Pero no están solos, los monjes comparten espacio con un hombre sentado sobre las rocas, que disfruta mirando ensimismado
el horizonte, y de una madre que parece aconsejar a su hija, con la mano
apoyada en el hombro. Un mural que deja libre la imaginación, que se presta a
la fantasía y la literatura y se muestra nítido sobre una enorme pared azul.
De tanto mirar al cielo no nos hemos dado cuenta de que por
el suelo se acerca ya el agua del Tajuña que, entre curioso y tímido, sortea
los recovecos del barranco. Viajar y andar por la Alcarria, la Campiña o las
Serranías de Guadalajara tiene estas recompensas. Pero hoy no nos vamos a
conformar con este descubrimiento.
Vamos a volver al pueblo, cogeremos el coche y nos iremos por la
misma carretera por la que hemos llegado hasta el cruce que indica a Torrecuadrada, lo tomaremos,
y antes de llegar al pueblo, cogeremos una pista de tierra que, ancha y
sugerente, sale de una curva a mano derecha, no tiene pérdida. El camino, en
buen estado, que nos permite circular con el coche, nos acercará hasta la
ermita de Nuestra Señora de Aranz.
¡Otra sorpresa! Como en una isla en medio del pantano, la
ermita del siglo XIII, una joya popular y humilde, parece haberse librado de
las aguas de puro milagro. Una senda nos
acerca a la ermita. Una vez allí nos
llaman la atención los dos gruesos pilares que sujetan el pórtico y la rudeza
de los muros del templo. Estamos ante
una muestra del románico rural más rural y ante un paisaje, en su mayoría labrado
por la mano del hombre, que ha sabido
conservar la esencia de una comarca, la Alcarria, donde el romero, el quejigo y
los enebros comparten espacio con la piedra, el agua y el silencio.
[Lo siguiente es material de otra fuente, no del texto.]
//! Text rendering of a [`ScoreResult`] for front ends.
//!
//! Nothing here scores anything; it only formats what the evaluator returned.

use std::fmt;

use crate::types::ScoreResult;

/// Shown instead of a report when the caller refuses to evaluate empty input.
pub const EMPTY_PASSWORD_NOTICE: &str = "Please enter a password.";

pub const STRONG_PASSWORD_MESSAGE: &str = "Great job! Your password looks strong.";

/// Display adapter: headline followed by suggestions or a congratulation.
///
/// ```rust
/// use pwd_check::{evaluate_str, Report};
///
/// let result = evaluate_str("Abcdefg1");
/// assert_eq!(
///     Report(&result).to_string(),
///     "Password Strength: Moderate\nSuggestions:\n- Add symbols (!@#$ etc.)"
/// );
/// ```
#[derive(Debug, Clone, Copy)]
pub struct Report<'a>(pub &'a ScoreResult);

impl Report<'_> {
    pub fn headline(&self) -> String {
        format!("Password Strength: {}", self.0.strength)
    }
}

impl fmt::Display for Report<'_> {
    fn fmt(&self, f: &mut fmt::Formatter<'_>) -> fmt::Result {
        writeln!(f, "{}", self.headline())?;
        if self.0.suggestions.is_empty() {
            return f.write_str(STRONG_PASSWORD_MESSAGE);
        }
        f.write_str("Suggestions:")?;
        for suggestion in &self.0.suggestions {
            write!(f, "\n- {}", suggestion)?;
        }
        Ok(())
    }
}

#[cfg(test)]
mod tests {
    use super::*;
    use crate::evaluator::evaluate_str;

    #[test]
    fn test_report_strong() {
        let result = evaluate_str("Abcdefg1!");
        assert_eq!(
            Report(&result).to_string(),
            "Password Strength: Strong\nGreat job! Your password looks strong."
        );
    }

    #[test]
    fn test_report_weak_lists_suggestions_in_order() {
        let result = evaluate_str("abc");
        assert_eq!(
            Report(&result).to_string(),
            "Password Strength: Weak\nSuggestions:\n\
             - Use at least 8 characters.\n\
             - Include numbers.\n\
             - Add uppercase letters.\n\
             - Add symbols (!@#$ etc.)"
        );
    }

    #[test]
    fn test_headline() {
        let result = evaluate_str("A1!");
        assert_eq!(Report(&result).headline(), "Password Strength: Moderate");
    }
}
//! Password strength evaluator - main evaluation logic.

use secrecy::SecretString;

#[cfg(feature = "async")]
use std::time::Duration;

#[cfg(feature = "async")]
use tokio::sync::mpsc;

#[cfg(feature = "async")]
use tokio_util::sync::CancellationToken;

use crate::rules::Rules;
use crate::sections::SECTIONS;
use crate::types::ScoreResult;

/// Delay before an async evaluation runs, so keystroke bursts coalesce.
#[cfg(feature = "async")]
pub const DEBOUNCE: Duration = Duration::from_millis(300);

/// Scores passwords against a set of [`Rules`].
///
/// Stateless apart from its rules: the same password always yields the
/// same result, and one evaluator can be shared across threads.
#[derive(Debug, Clone, Default, PartialEq, Eq)]
pub struct Evaluator {
    rules: Rules,
}

impl Evaluator {
    pub fn new(rules: Rules) -> Self {
        Self { rules }
    }

    pub fn rules(&self) -> &Rules {
        &self.rules
    }

    /// Evaluates every section in order and collects suggestions for the
    /// ones that fail. All sections always run.
    pub fn evaluate(&self, password: &SecretString) -> ScoreResult {
        let suggestions: Vec<String> = SECTIONS
            .iter()
            .filter_map(|(_section_name, section_fn)| {
                let outcome = section_fn(password, &self.rules);
                #[cfg(feature = "tracing")]
                tracing::trace!(section = _section_name, passed = outcome.is_none());
                outcome
            })
            .collect();

        let result = ScoreResult::from_suggestions(suggestions);

        #[cfg(feature = "tracing")]
        tracing::debug!(
            score = result.score.value(),
            strength = %result.strength,
            "password evaluated"
        );

        result
    }

    pub fn evaluate_str(&self, password: &str) -> ScoreResult {
        self.evaluate(&SecretString::new(password.to_string().into()))
    }
}

/// Evaluates password strength with the default rules.
///
/// # Arguments
/// * `password` - The password to evaluate
///
/// # Returns
/// A `ScoreResult` with score, strength and ordered suggestions.
pub fn evaluate(password: &SecretString) -> ScoreResult {
    Evaluator::default().evaluate(password)
}

/// Same as [`evaluate`], for callers holding a plain string.
pub fn evaluate_str(password: &str) -> ScoreResult {
    Evaluator::default().evaluate_str(password)
}

/// Debounced evaluation that sends the result via channel.
///
/// Waits [`DEBOUNCE`], then returns without sending if `token` has been
/// cancelled in the meantime (typically because a newer keystroke started
/// another evaluation).
#[cfg(feature = "async")]
pub async fn evaluate_tx(
    evaluator: &Evaluator,
    password: &SecretString,
    token: CancellationToken,
    tx: mpsc::Sender<ScoreResult>,
) {
    #[cfg(feature = "tracing")]
    tracing::debug!("evaluation is about to start...");

    tokio::time::sleep(DEBOUNCE).await;

    if token.is_cancelled() {
        #[cfg(feature = "tracing")]
        tracing::debug!("evaluation cancelled before start");
        return;
    }

    let result = evaluator.evaluate(password);

    if let Err(_e) = tx.send(result).await {
        #[cfg(feature = "tracing")]
        tracing::error!("Failed to send password evaluation result: {}", _e);
    }
}


#[cfg(all(test, feature = "async"))]
mod async_tests {
    use super::*;
    use crate::types::Strength;

    #[tokio::test(start_paused = true)]
    async fn test_evaluate_tx_sends_result() {
        let (tx, mut rx) = mpsc::channel(1);
        let token = CancellationToken::new();
        let pwd = SecretString::new("TestPass123!".to_string().into());

        evaluate_tx(&Evaluator::default(), &pwd, token, tx).await;

        let result = rx.recv().await.expect("Should receive evaluation");
        assert_eq!(result.strength, Strength::Strong);
    }

    #[tokio::test(start_paused = true)]
    async fn test_evaluate_tx_cancelled() {
        let (tx, mut rx) = mpsc::channel(1);
        let token = CancellationToken::new();
        token.cancel();
        let pwd = SecretString::new("TestPass123!".to_string().into());

        evaluate_tx(&Evaluator::default(), &pwd, token, tx).await;

        // sender dropped without sending
        assert!(rx.recv().await.is_none());
    }

    #[tokio::test(start_paused = true)]
    async fn test_evaluate_tx_cancelled_during_debounce() {
        let (tx, mut rx) = mpsc::channel(1);
        let token = CancellationToken::new();

        let task_token = token.clone();
        let handle = tokio::spawn(async move {
            let pwd = SecretString::new("TestPass123!".to_string().into());
            evaluate_tx(&Evaluator::default(), &pwd, task_token, tx).await;
        });

        tokio::task::yield_now().await;
        tokio::time::advance(Duration::from_millis(100)).await;
        // a newer keystroke supersedes this evaluation
        token.cancel();

        assert!(rx.recv().await.is_none());
        handle.await.expect("evaluation task panicked");
    }

    #[tokio::test(start_paused = true)]
    async fn test_evaluate_tx_waits_for_debounce() {
        let (tx, mut rx) = mpsc::channel(1);
        let token = CancellationToken::new();
        let pwd = SecretString::new("abc".to_string().into());
        let start = tokio::time::Instant::now();

        evaluate_tx(&Evaluator::default(), &pwd, token, tx).await;

        assert!(start.elapsed() >= DEBOUNCE);
        assert!(rx.recv().await.is_some());
    }

    #[tokio::test(start_paused = true)]
    async fn test_evaluate_tx_closed_receiver() {
        let (tx, rx) = mpsc::channel(1);
        drop(rx);
        let pwd = SecretString::new("abc".to_string().into());

        // must not panic
        evaluate_tx(&Evaluator::default(), &pwd, CancellationToken::new(), tx).await;
    }
}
Podríamos quedarnos junto a la ermita toda una vida,
exagerando un poco, pero el hambre ya
está llamando a la puerta y además tenemos la sensación de haber aprovechado
bien la mañana. Es hora de acercarnos hasta el restaurante Las Vegas, en
Masegoso del Tajuña, a veinte minutos en coche, junto a la carretera.
Allí nos esperan Ana y Jesús, dos veteranos restauradores de la zona, que desde hace más de veinte años ofrecen en su casa una cocina casera, de calidad y a buen precio. Espárragos y verdura de temporada, caza y setas cuando es su fecha, una buena miloja de morcilla, cordero o queso de la Alcarria, y unas natillas, ¡unas natillas para golosos!, que por sí mismas harán que volváis, os lo aseguro.
Ah! Se me
olvidaba, para el invierno Jesús tiene, junto al comedor, un salón con chimenea
acondicionado para veinte comensales que
invita a echarse una buena tertulia frente al fuego, como las de antes. ¡Alguna
me tengo echada junto a Manu, Pepe y Raúl, tres buenos amigos. ¡Buen provecho!